I dated an older woman for about 7 months.The relationship ended when she gave me an ultimatum and I let her walk.

Or so I thought, let me explain.

Immediately after the breakup I went into NC. I caved around 2 months in and messaged her to meet up. We met, drank and did the deed.
The next weekend she messaged me we met up and did the deed. However this time she brought up the relationship and I knew it was not going to last much longer. The sex that is.

Another month of NC went by I messaged her we met up and did the deed.

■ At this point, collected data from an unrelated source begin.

//! RNG seed derivation for deterministic shuffles.
//!
//! Every session carries one base seed; the initial deal and each
//! reshuffle-on-empty derive their own sub-seed from it, so replaying the
//! same action sequence against the same base seed reproduces every shuffle.

/// Seed for the initial deal of a session.
pub fn derive_deal_seed(session_seed: u64) -> u64 {
    session_seed.wrapping_add(1)
}

/// Seed for the nth reshuffle of the discard pile into a fresh deck.
///
/// `shuffle_count` is the number of shuffles the session has already
/// performed (the deal counts as the first).
pub fn derive_reshuffle_seed(session_seed: u64, shuffle_count: u32) -> u64 {
    session_seed
        .wrapping_add((shuffle_count as u64).wrapping_mul(1_000_000))
        .wrapping_add(2)
}
//! # Stock Ledger Math
//!
//! Pure functions over the append-only stock ledger.
//!
//! ## Derived-State-Instead-Of-Stored-Counters
//! ```text
//! ┌─────────────────────────────────────────────────────────────────────────┐
//! │                  Why The Level Is Never Stored                          │
//! │                                                                         │
//! │  stock_logs:  +100   -3   -3   +50   -1   ...                          │
//! │                 │     │    │     │    │                                 │
//! │                 └─────┴────┴─────┴────┴──► fold: SUM(quantity_change)  │
//! │                                                  = current level        │
//! │                                                                         │
//! │  • A sum is order-independent: sync order does not matter              │
//! │  • Corrections are new compensating entries, never edits               │
//! │  • There is no cached counter to drift or invalidate                   │
//! └─────────────────────────────────────────────────────────────────────────┘
//! ```
//!
//! The database layer computes the same fold in SQL
//! (`SUM(quantity_change)`); this module is the reference implementation
//! and the home of the manual-adjustment delta rules.

use crate::error::{CoreError, CoreResult, ValidationError};
use crate::types::{AdjustmentKind, StockLogEntry};

/// Folds ledger entries into the current stock level.
///
/// Order-independent: any permutation of the same entries produces the
/// same level.
pub fn current_level<'a, I>(entries: I) -> i64
where
    I: IntoIterator<Item = &'a StockLogEntry>,
{
    entries.into_iter().map(|e| e.quantity_change).sum()
}

/// Computes the signed delta to append for a manual adjustment.
///
/// ## Rules
/// - `Add`: delta = +magnitude
/// - `Subtract`: delta = -magnitude; rejected with
///   [`CoreError::InsufficientStock`] if the resulting level would go
///   negative
/// - `Set`: delta = magnitude - current level
///
/// `magnitude` must be positive for Add/Subtract and non-negative for
/// Set.
///
/// ## Example
/// ```rust
/// use hamu_core::ledger::adjustment_delta;
/// use hamu_core::types::AdjustmentKind;
///
/// // Level is 40, set it to 25: append -15
/// let delta = adjustment_delta("caps", 40, AdjustmentKind::Set, 25).unwrap();
/// assert_eq!(delta, -15);
/// ```
pub fn adjustment_delta(
    item_name: &str,
    current: i64,
    kind: AdjustmentKind,
    magnitude: i64,
) -> CoreResult<i64> {
    match kind {
        AdjustmentKind::Add => {
            if magnitude <= 0 {
                return Err(ValidationError::MustBePositive {
                    field: "quantity".to_string(),
                }
                .into());
            }
            Ok(magnitude)
        }
        AdjustmentKind::Subtract => {
            if magnitude <= 0 {
                return Err(ValidationError::MustBePositive {
                    field: "quantity".to_string(),
                }
                .into());
            }
            if current - magnitude < 0 {
                return Err(CoreError::InsufficientStock {
                    item: item_name.to_string(),
                    available: current,
                    requested: magnitude,
                });
            }
            Ok(-magnitude)
        }
        AdjustmentKind::Set => {
            if magnitude < 0 {
                return Err(ValidationError::MustBeNonNegative {
                    field: "quantity".to_string(),
                }
                .into());
            }
            Ok(magnitude - current)
        }
    }
}

// =============================================================================
// Unit Tests
// =============================================================================
//! # hamu-core: Pure Business Logic for Hamu POS
//!
//! This crate is the **heart** of the Hamu water-refill POS backend. It
//! contains the stock/credit/loyalty reconciliation core as pure
//! functions with zero I/O dependencies.
//!
//! ## Architecture Position
//! ```text
//! ┌─────────────────────────────────────────────────────────────────────────┐
//! │                        Hamu POS Architecture                            │
//! │                                                                         │
//! │  ┌─────────────────────────────────────────────────────────────────┐   │
//! │  │              HTTP / sync tier (out of scope)                    │   │
//! │  └─────────────────────────────┬───────────────────────────────────┘   │
//! │                                │                                        │
//! │  ┌─────────────────────────────▼───────────────────────────────────┐   │
//! │  │                    hamu-service                                 │   │
//! │  │    create_sale, create_refill, adjust_stock, status queries    │   │
//! │  └─────────────────────────────┬───────────────────────────────────┘   │
//! │                                │                                        │
//! │  ┌─────────────────────────────▼───────────────────────────────────┐   │
//! │  │               ★ hamu-core (THIS CRATE) ★                        │   │
//! │  │                                                                 │   │
//! │  │   ┌───────────┐  ┌───────────┐  ┌───────────┐  ┌───────────┐  │   │
//! │  │   │  ledger   │  │  loyalty  │  │  credit   │  │   types   │  │   │
//! │  │   │ fold/sum  │  │split/points│ │ balances  │  │  entities │  │   │
//! │  │   └───────────┘  └───────────┘  └───────────┘  └───────────┘  │   │
//! │  │                                                                 │   │
//! │  │   NO I/O • NO DATABASE • NO NETWORK • PURE FUNCTIONS           │   │
//! │  └─────────────────────────────────────────────────────────────────┘   │
//! │                                │                                        │
//! │  ┌─────────────────────────────▼───────────────────────────────────┐   │
//! │  │                    hamu-db (Database Layer)                     │   │
//! │  │              SQLite queries, migrations, repositories           │   │
//! │  └─────────────────────────────────────────────────────────────────┘   │
//! └─────────────────────────────────────────────────────────────────────────┘
//! ```
//!
//! ## Modules
//!
//! - [`types`] - Domain types (Shop, Customer, Refill, StockLogEntry, ...)
//! - [`money`] - Money type with integer arithmetic (no floating point!)
//! - [`ledger`] - Stock-ledger fold and manual-adjustment delta rules
//! - [`loyalty`] - Free-refill split and loyalty status derivation
//! - [`credit`] - Credit balance reconciliation
//! - [`error`] - Domain error types
//! - [`validation`] - Business rule validation
//!
//! ## Design Principles
//!
//! 1. **Derived, never stored**: stock levels, loyalty points and credit
//!    balances are pure folds over immutable event history
//! 2. **No I/O**: database, network, file system access is FORBIDDEN here
//! 3. **Integer money**: all monetary values are in cents (i64)
//! 4. **Explicit errors**: all errors are typed, never strings or panics
//!
//! ## Example Usage
//!
//! ```rust
//! use hamu_core::loyalty::split_refill;
//!
//! // Customer has bought 9 units of this package; shop grants every
//! // 10th unit free. The incoming single unit crosses the threshold.
//! let split = split_refill(9, 1, 10);
//! assert_eq!(split.free_quantity, 1);
//! assert!(split.is_free);
//! ```

// =============================================================================
// Module Declarations
// =============================================================================

pub mod credit;
pub mod error;
pub mod ledger;
pub mod loyalty;
pub mod money;
pub mod types;
pub mod validation;

// =============================================================================
// Re-exports for Convenience
// =============================================================================
// These allow users to do `use hamu_core::Money` instead of
// `use hamu_core::money::Money`

pub use credit::{credit_status, offline_overpayment, CreditStatus};
pub use error::{CoreError, CoreResult, ValidationError};
pub use ledger::{adjustment_delta, current_level};
pub use loyalty::{
    accrued_since_last_free, is_next_refill_free, loyalty_status, split_refill, LoyaltyStatus,
    RefillSplit,
};
pub use money::Money;
pub use types::*;
pub use validation::{
    validate_agent_name, validate_amount_cents, validate_customer_names, validate_quantity,
};

// =============================================================================
// Crate-Level Constants
// =============================================================================

/// Actor tag on synthetic credit entries posted when an offline-synced
/// refill overpaid relative to the correct free/paid split.
///
/// ## Why a constant?
/// The tag is part of the credit ledger's audit trail and must fit the
/// 20-character actor column; keeping it in one place keeps postings
/// and queries in agreement.
pub const OFFLINE_SYNC_ACTOR: &str = "OfflineSync";

/// Actor tag on synthetic credit entries posted when a customer applies
/// existing credit balance toward a refill.
pub const CREDIT_USED_ACTOR: &str = "CreditUsed";

/// Fallback agent name when a recording device supplies none.
pub const DEFAULT_AGENT_NAME: &str = "System";
impl RefillService {
    /// Creates a new refill service.
    pub fn new(db: Database, sms: Arc<dyn SmsNotifier>) -> Self {
        let engine = ReconciliationEngine::new(db.clone());
        RefillService { db, engine, sms }
    }

    /// Creates a refill.
    #[instrument(skip(self, input), fields(shop_id = %input.shop_id, package_id = %input.package_id))]
    pub async fn create_refill(&self, input: CreateRefill) -> ServiceResult<Refill> {
        // Idempotency gate
        if let Some(client_id) = &input.client_id {
            if let Some(existing) = self.db.refills().find_by_client_id(client_id).await? {
                info!(
                    refill_id = %existing.id,
                    %client_id,
                    "Duplicate sync; returning existing refill"
                );
                return Ok(existing);
            }
        }

        validate_quantity(input.quantity)?;
        validate_agent_name(&input.agent_name)?;

        let shop = self
            .db
            .shops()
            .get_by_id(&input.shop_id)
            .await?
            .ok_or_else(|| ServiceError::not_found("Shop", &input.shop_id))?;
        let package = self
            .db
            .packages()
            .get_by_id(&input.package_id)
            .await?
            .ok_or_else(|| ServiceError::not_found("Package", &input.package_id))?;
        let customer = match &input.customer_id {
            Some(id) => Some(
                self.db
                    .customers()
                    .get_by_id(id)
                    .await?
                    .ok_or_else(|| ServiceError::not_found("Customer", id))?,
            ),
            None => None,
        };

        let now = Utc::now();
        let created_at = input.created_at.unwrap_or(now);

        // Plan deductions on pool reads before the write transaction
        let deductions = match self
            .engine
            .plan_for_refill(&package, input.quantity, &input.agent_name, now)
            .await
        {
            Ok(plan) => plan,
            Err(ServiceError::Core(err @ CoreError::MissingStockMapping { .. })) => {
                warn!(%err, "Stock not deducted for refill; continuing");
                Vec::new()
            }
            Err(other) => return Err(other),
        };

        let mut tx = self.db.pool().begin().await?;

        // Free/paid split, from the cumulative package quantity as of
        // this transaction's snapshot
        let split = match &customer {
            Some(customer) if shop.loyalty_enabled() => {
                let total_before = self
                    .db
                    .refills()
                    .total_quantity_for_package_in(&mut tx, &customer.id, &package.id)
                    .await?;
                split_refill(total_before, input.quantity, shop.free_refill_interval)
            }
            _ => RefillSplit::all_paid(input.quantity),
        };

        let cost_cents = match input.cost_cents {
            // Offline device cost is authoritative, never recalculated
            Some(cost) => cost,
            None => package
                .price()
                .multiply_quantity(split.paid_quantity)
                .cents(),
        };

        let refill = Refill {
            id: Uuid::new_v4().to_string(),
            shop_id: input.shop_id.clone(),
            customer_id: customer.as_ref().map(|c| c.id.clone()),
            package_id: package.id.clone(),
            quantity: input.quantity,
            payment_mode: input.payment_mode,
            cost_cents,
            is_free: split.is_free,
            is_partially_free: split.is_partially_free,
            free_quantity: split.free_quantity,
            paid_quantity: split.paid_quantity,
            loyalty_refill_count: split.loyalty_refill_count(),
            created_at,
            agent_name: input.agent_name.trim().to_string(),
            client_id: input.client_id.clone(),
        };
        self.db.refills().insert(&mut tx, &refill).await?;

        for entry in &deductions {
            self.db.stock().append_log(&mut tx, entry).await?;
        }

        if let Some(customer) = &customer {
            // Overpayment refunds only apply to offline-synced refills:
            // online cost is derived from the split in the first place
            if input.client_id.is_some() {
                if let Some(refund) = offline_overpayment(
                    Money::from_cents(cost_cents),
                    package.price(),
                    split.paid_quantity,
                ) {
                    info!(
                        customer_id = %customer.id,
                        refund = refund.cents(),
                        "Offline refill overpaid; posting refund credit"
                    );
                    self.db
                        .credits()
                        .insert(
                            &mut tx,
                            &credit_adjustment(
                                &refill,
                                customer,
                                refund.cents(),
                                OFFLINE_SYNC_ACTOR,
                                now,
                            ),
                        )
                        .await?;
                }
            }

            // Applied credit balance is consumed whether the refill came
            // from a device sync or was entered directly
            if input.credit_applied_cents > 0 {
                self.db
                    .credits()
                    .insert(
                        &mut tx,
                        &credit_adjustment(
                            &refill,
                            customer,
                            -input.credit_applied_cents,
                            CREDIT_USED_ACTOR,
                            now,
                        ),
                    )
                    .await?;
            }
        }

        tx.commit().await?;

        info!(
            refill_id = %refill.id,
            free = refill.free_quantity,
            paid = refill.paid_quantity,
            cost = refill.cost_cents,
            "Refill created"
        );

        // Fire-and-forget: notification failures never affect the
        // committed refill
        if input.client_id.is_none() {
            if let Some(customer) = &customer {
                if let Err(err) = self.notify(customer, &split, shop.free_refill_interval).await {
                    warn!(%err, customer_id = %customer.id, "Loyalty notification failed");
                }
            }
        }

        Ok(refill)
    }

    /// Sends the post-refill loyalty notification, if any applies.
    async fn notify(
        &self,
        customer: &Customer,
        split: &RefillSplit,
        interval: i64,
    ) -> ServiceResult<()> {
        if split.free_quantity > 0 {
            self.sms.send_free_refill_thanks(
                &customer.phone_number,
                &customer.names,
                split.free_quantity,
            );
            return Ok(());
        }

        let history = self.db.refills().list_for_customer(&customer.id).await?;
        if loyalty_status(&history, interval).refills_until_free == 1 {
            self.sms
                .send_almost_free_reminder(&customer.phone_number, &customer.names);
        }

        Ok(())
    }

    /// A customer's refill history, in chronological order.
    pub async fn list_for_customer(&self, customer_id: &str) -> ServiceResult<Vec<Refill>> {
        Ok(self.db.refills().list_for_customer(customer_id).await?)
    }
}
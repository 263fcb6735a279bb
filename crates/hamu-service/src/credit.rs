//! # Credit Service
//!
//! Records repayments against customer debt and derives the credit
//! position.
//!
//! The "owed" side of the position is never written anywhere - it is
//! the sum of CREDIT-mode sale and refill costs. The "repaid" side is
//! the signed sum of credit-ledger entries. Status is pure arithmetic
//! over the two sums.

use chrono::{DateTime, Utc};
use serde::{Deserialize, Serialize};
use tracing::{info, instrument};
use uuid::Uuid;

use hamu_core::{
    credit_status, validate_agent_name, validate_amount_cents, CreditEntry, CreditStatus, Money,
    PaymentMode,
};
use hamu_db::Database;

use crate::error::{ServiceError, ServiceResult};

/// Input for recording a credit repayment.
#[derive(Debug, Clone, Serialize, Deserialize)]
pub struct CreateCreditPayment {
    pub shop_id: String,
    pub customer_id: String,
    /// Amount repaid, in cents. Must be non-negative; synthetic negative
    /// entries are posted only by the refill sync path.
    pub amount_cents: i64,
    pub payment_mode: PaymentMode,
    /// Offline-synced payments carry the device-side timestamp.
    pub payment_date: Option<DateTime<Utc>>,
    pub agent_name: String,
    /// Idempotency key for offline sync.
    pub client_id: Option<String>,
}

/// Service for the credit ledger.
#[derive(Debug, Clone)]
pub struct CreditService {
    db: Database,
}

impl CreditService {
    /// Creates a new credit service.
    pub fn new(db: Database) -> Self {
        CreditService { db }
    }

    /// Records a repayment.
    #[instrument(skip(self, input), fields(customer_id = %input.customer_id))]
    pub async fn record_payment(&self, input: CreateCreditPayment) -> ServiceResult<CreditEntry> {
        // Idempotency gate
        if let Some(client_id) = &input.client_id {
            if let Some(existing) = self.db.credits().find_by_client_id(client_id).await? {
                info!(
                    entry_id = %existing.id,
                    %client_id,
                    "Duplicate sync; returning existing credit entry"
                );
                return Ok(existing);
            }
        }

        validate_amount_cents("amount", input.amount_cents)?;
        validate_agent_name(&input.agent_name)?;

        let customer = self
            .db
            .customers()
            .get_by_id(&input.customer_id)
            .await?
            .ok_or_else(|| ServiceError::not_found("Customer", &input.customer_id))?;

        let entry = CreditEntry {
            id: Uuid::new_v4().to_string(),
            shop_id: input.shop_id.clone(),
            customer_id: customer.id.clone(),
            money_paid_cents: input.amount_cents,
            payment_mode: input.payment_mode,
            payment_date: input.payment_date.unwrap_or_else(Utc::now),
            agent_name: input.agent_name.trim().to_string(),
            client_id: input.client_id.clone(),
        };

        let mut tx = self.db.pool().begin().await?;
        self.db.credits().insert(&mut tx, &entry).await?;
        tx.commit().await?;

        info!(entry_id = %entry.id, amount = entry.money_paid_cents, "Credit payment recorded");
        Ok(entry)
    }

    /// Derives a customer's credit position.
    pub async fn status(&self, customer_id: &str) -> ServiceResult<CreditStatus> {
        self.db
            .customers()
            .get_by_id(customer_id)
            .await?
            .ok_or_else(|| ServiceError::not_found("Customer", customer_id))?;

        let owed = self.db.sales().total_credit_cost(customer_id).await?
            + self.db.refills().total_credit_cost(customer_id).await?;
        let repaid = self.db.credits().total_paid(customer_id).await?;

        Ok(credit_status(
            Money::from_cents(owed),
            Money::from_cents(repaid),
        ))
    }

    /// A customer's credit-ledger history, newest first.
    pub async fn history(&self, customer_id: &str) -> ServiceResult<Vec<CreditEntry>> {
        Ok(self.db.credits().list_for_customer(customer_id).await?)
    }
}

// =============================================================================
// Unit Tests
// =============================================================================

Another month of NC went by and I was driving around town when I ran into her in traffic. I got a look in as I drove by and a man was driving her car while she was in the passenger seat. I got overwhelmed with emotion and felt physically sick. I went home and messaged her to meet up, she told me there was a passing in the family so she couldn’t see me that night. The next night she messaged me out of the blue and came over.

I made a mistake here and revealed my emotions to her (how I felt seeing her with someone else) and asked who the man driving her car was. She told me it was a relative. Spoiler alert, it was the new boyfriend. We briefly spoke about the relationship and she told me why she will never message me first. (She wants something serious, I don’t etc.) She briefly mentioned feeling contradicted being there with me in that moment. I asker her if she had a boyfriend, she said no but there are potentials. She tells me I turn her on we do the deed. her saying “never message you first” really ****ed with my ego. This is when I suddenly started seeing things, and putting things together.

The next day, first day of 2022 I invited her over and she told there was a gathering due to the passing in the fam and she couldn’t make it. I had messaged her in the morning so that in case she bailed I could make other plans. She messaged me at night. My gut was telling me something wasn’t right. Spoiler alert, she couldn’t meet me cause she had plans with the boyfriend the next morning, thanks social media. I deleted her number and removed her from my socials. It may seem like I’m being a brat here removing her. Obviously after the breakup exclusivity is gone but I had a gut feeling that that wasn’t the whole story here.

I was ready to move on. I wouldn’t message her unless she messaged me first.

A month of NC went by and she messaged me.
Her:hi
Me:hi
Her: how are you
Me:I’m going great! You?
Her:I’m good

I left her on read.

One week later I’m going on my first date since this woman. My date is going great there is good attraction between us and BAM my phone rings. I immediately recognize the number. In a moment of hesitation I pick uptell her I’m busy and I’ll call her back.

I get home and call her. Big mistake. I can’t control my feelings and really have a go at her. I ask her why she is calling, I tell her she ended the relationship 6 months ago, she needs to take responsibility for her actions, she can’t just decide to walk back into my life when she wishes. I can tell she is about to cry, she blurts out she still has feelings for me, she mentions she can’t make the other guy wait anymore. Spoiler alert she has been dating him for 4 months now I think? Thanks social media. She says she wasn’t ready for this conversation right now and that she has to hang up.


However I wanted closure. Before going to bed I messaged her and told her she was coming to see me tomorrow. In the morning she replied, Friday after work. I said no. She said she is busy the next two days. I tell her thats too bad.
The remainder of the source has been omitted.